1. The utility model provides a station inspection robot is with machine vision guider which characterized in that: including being used for installing mounting panel (30) on patrolling and examining robot (10) and setting up guide line (20) on the route of patrolling and examining, install regulating plate (40) on mounting panel (30), regulating plate (40) can for mounting panel (30) height and angle are kept away from one side rotation of mounting panel (30) and are connected with camera fixing base (50), install vision camera (60) on camera fixing base (50), be provided with on regulating plate (40) and be used for control angle adjustment subassembly (70) of vision camera (60) angle, vision camera (60) are used for gathering the image information of guide line (20).

2. A machine vision guide for a station inspection robot as set forth in claim 1, wherein: the rotation axis (51) line of camera fixing base (50) extends along the horizontal direction, adjusting plate (40) are provided with opening (43) towards the one side that keeps away from mounting panel (30), the one end of vision camera (60) extends opening (43).

3. A machine vision guide for a station inspection robot as set forth in claim 1, wherein: the adjusting plate (40) is provided with at least two first inclined holes (41) which are arranged in a mirror image mode, the mounting plate (30) is provided with at least two second inclined holes (31) which are arranged in a mirror image mode, the first inclined holes (41) and the second inclined holes (31) are adjacent to each other in a crossing mode, and fastening pieces (80) are arranged in the first inclined holes (41) and the second inclined holes (31) in a penetrating mode.

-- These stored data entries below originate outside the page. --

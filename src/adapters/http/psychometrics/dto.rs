//! Data Transfer Objects for psychometric endpoints.
//!
//! Identifiers travel as strings and are parsed in the handlers so that a
//! malformed id becomes a 400 with the standard error body.

use rust_decimal::Decimal;
use serde::{Deserialize, Serialize};
use std::collections::BTreeMap;

use crate::domain::item::{ItemStatistics, StatusTransition};
use crate::domain::reliability::ReliabilityRecord;

// ════════════════════════════════════════════════════════════════════════════════
// Request DTOs
// ════════════════════════════════════════════════════════════════════════════════

/// Request body for retire/activate.
#[derive(Debug, Clone, Deserialize)]
pub struct LifecycleRequest {
    pub reason: String,
}

/// One labelled respondent group in a DIF request.
#[derive(Debug, Clone, Deserialize)]
pub struct RespondentGroupRequest {
    pub label: String,
    pub respondents: Vec<String>,
}

/// Request body for a DIF analysis.
///
/// Either `item_ids` or `competency_id` selects the items; explicit ids win.
#[derive(Debug, Clone, Deserialize)]
pub struct DifAnalysisRequest {
    #[serde(default)]
    pub item_ids: Vec<String>,
    pub competency_id: Option<String>,
    pub focal: RespondentGroupRequest,
    pub reference: RespondentGroupRequest,
}

// ════════════════════════════════════════════════════════════════════════════════
// Response DTOs
// ════════════════════════════════════════════════════════════════════════════════

/// One entry of an item's status history.
#[derive(Debug, Clone, Serialize)]
pub struct StatusTransitionResponse {
    pub from: String,
    pub to: String,
    pub at: String,
    pub reason: String,
    pub manual: bool,
}

impl From<&StatusTransition> for StatusTransitionResponse {
    fn from(transition: &StatusTransition) -> Self {
        Self {
            from: transition.from.as_str().to_string(),
            to: transition.to.as_str().to_string(),
            at: transition.at.as_datetime().to_rfc3339(),
            reason: transition.reason.clone(),
            manual: transition.manual,
        }
    }
}

/// Persisted statistics of one item.
#[derive(Debug, Clone, Serialize)]
pub struct ItemStatisticsResponse {
    pub item_id: String,
    pub competency_id: Option<String>,
    pub difficulty: Option<Decimal>,
    pub discrimination: Option<Decimal>,
    pub response_count: usize,
    pub distractor_efficiency: BTreeMap<String, Decimal>,
    pub difficulty_flag: Option<String>,
    pub discrimination_flag: Option<String>,
    pub status: String,
    pub history: Vec<StatusTransitionResponse>,
    pub calculated_at: Option<String>,
    pub updated_at: String,
}

impl From<&ItemStatistics> for ItemStatisticsResponse {
    fn from(stats: &ItemStatistics) -> Self {
        Self {
            item_id: stats.item_id.to_string(),
            competency_id: stats.competency_id.map(|id| id.to_string()),
            difficulty: stats.difficulty,
            discrimination: stats.discrimination,
            response_count: stats.response_count,
            distractor_efficiency: stats.distractor_efficiency.clone(),
            difficulty_flag: stats.difficulty_flag.map(|f| serde_label(&f)),
            discrimination_flag: stats.discrimination_flag.map(|f| serde_label(&f)),
            status: stats.status.as_str().to_string(),
            history: stats.history().iter().map(StatusTransitionResponse::from).collect(),
            calculated_at: stats.calculated_at.map(|t| t.as_datetime().to_rfc3339()),
            updated_at: stats.updated_at.as_datetime().to_rfc3339(),
        }
    }
}

/// Response for a recalculation or a manual status change.
#[derive(Debug, Clone, Serialize)]
pub struct ItemStatusResponse {
    pub statistics: ItemStatisticsResponse,
    /// Present when the status changed.
    pub transition: Option<StatusTransitionResponse>,
}

/// Response for the flagged item lists.
#[derive(Debug, Clone, Serialize)]
pub struct FlaggedItemsResponse {
    pub items: Vec<ItemStatisticsResponse>,
    pub count: usize,
}

impl FlaggedItemsResponse {
    pub fn new(items: &[ItemStatistics]) -> Self {
        Self {
            items: items.iter().map(ItemStatisticsResponse::from).collect(),
            count: items.len(),
        }
    }
}

/// Cronbach's alpha for a competency or trait.
#[derive(Debug, Clone, Serialize)]
pub struct ReliabilityResponse {
    pub scope: String,
    pub scope_id: String,
    pub alpha: Option<Decimal>,
    pub status: String,
    pub sample_size: usize,
    pub item_count: usize,
    pub alpha_if_deleted: BTreeMap<String, Decimal>,
    /// Items whose removal would raise alpha.
    pub items_hurting_reliability: Vec<String>,
    pub calculated_at: String,
}

impl From<&ReliabilityRecord> for ReliabilityResponse {
    fn from(record: &ReliabilityRecord) -> Self {
        Self {
            scope: record.scope.kind().to_string(),
            scope_id: record.scope.key(),
            alpha: record.alpha,
            status: record.status.as_str().to_string(),
            sample_size: record.sample_size,
            item_count: record.item_count,
            alpha_if_deleted: record
                .alpha_if_deleted
                .iter()
                .map(|(id, alpha)| (id.to_string(), *alpha))
                .collect(),
            items_hurting_reliability: record
                .items_hurting_reliability()
                .iter()
                .map(|id| id.to_string())
                .collect(),
            calculated_at: record.calculated_at.as_datetime().to_rfc3339(),
        }
    }
}

/// Error response body.
#[derive(Debug, Clone, Serialize, Deserialize)]
pub struct ErrorResponse {
    /// Error code for programmatic handling.
    pub code: String,
    /// Human-readable error message.
    pub message: String,
    /// Additional details (optional).
    #[serde(skip_serializing_if = "Option::is_none")]
    pub details: Option<serde_json::Value>,
}

impl ErrorResponse {
    pub fn new(code: impl Into<String>, message: impl Into<String>) -> Self {
        Self {
            code: code.into(),
            message: message.into(),
            details: None,
        }
    }

    pub fn with_details(
        code: impl Into<String>,
        message: impl Into<String>,
        details: serde_json::Value,
    ) -> Self {
        Self {
            code: code.into(),
            message: message.into(),
            details: Some(details),
        }
    }
}

/// Serialized name of a unit enum variant, e.g. `too_hard`.
fn serde_label<T: Serialize>(value: &T) -> String {
    match serde_json::to_value(value) {
        Ok(serde_json::Value::String(s)) => s,
        _ => String::new(),
    }
}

4. A machine vision guide for a station inspection robot as set forth in claim 3, wherein: the fastener (80) comprises a fastening bolt (81), a height adjusting nut (82) and a fastening nut (83), wherein the fastening bolt (81) is arranged in the first inclined hole (41) and the second inclined hole (31) in a penetrating mode, the height adjusting nut (82) and the fastening nut (83) are in threaded connection with the fastening bolt (81), the height adjusting nut (82) is located between the mounting plate (30) and the adjusting plate (40), and the fastening nut (83) is arranged away from the head portion of the fastening bolt (81).

5. A machine vision guide for a station inspection robot as set forth in claim 1, wherein: the navigation line (20) is a paint line or a paint line.

6. A machine vision guide for a station inspection robot as set forth in claim 1, wherein: the camera fixing base (50) is characterized in that a rotating shaft (51) is fixed on the side wall of the camera fixing base (50), the camera fixing base (50) is rotationally connected with the adjusting plate (40) through the rotating shaft (51), the angle adjusting assembly (70) comprises an angle adjusting motor (71), a driving gear (72) and a driven gear (73), the angle adjusting motor (71) is mounted on the side wall of the adjusting plate (40), the driving gear (72) is fixed at the output end of the angle adjusting motor (71), the driven gear (73) is fixed at the end portion of the rotating shaft (51), and the driving gear (72) is meshed with the driven gear (73).

7. The machine vision guide device for a station inspection robot of claim 6, wherein: the side wall of the adjusting plate (40) is fixedly provided with a protective cover (74), and the protective cover (74) is arranged on the periphery of the angle adjusting component (70) in a surrounding mode.

8. A machine vision guide for a station inspection robot as set forth in claim 1, wherein: threading holes (44) are formed in the side faces of the adjusting plates (40).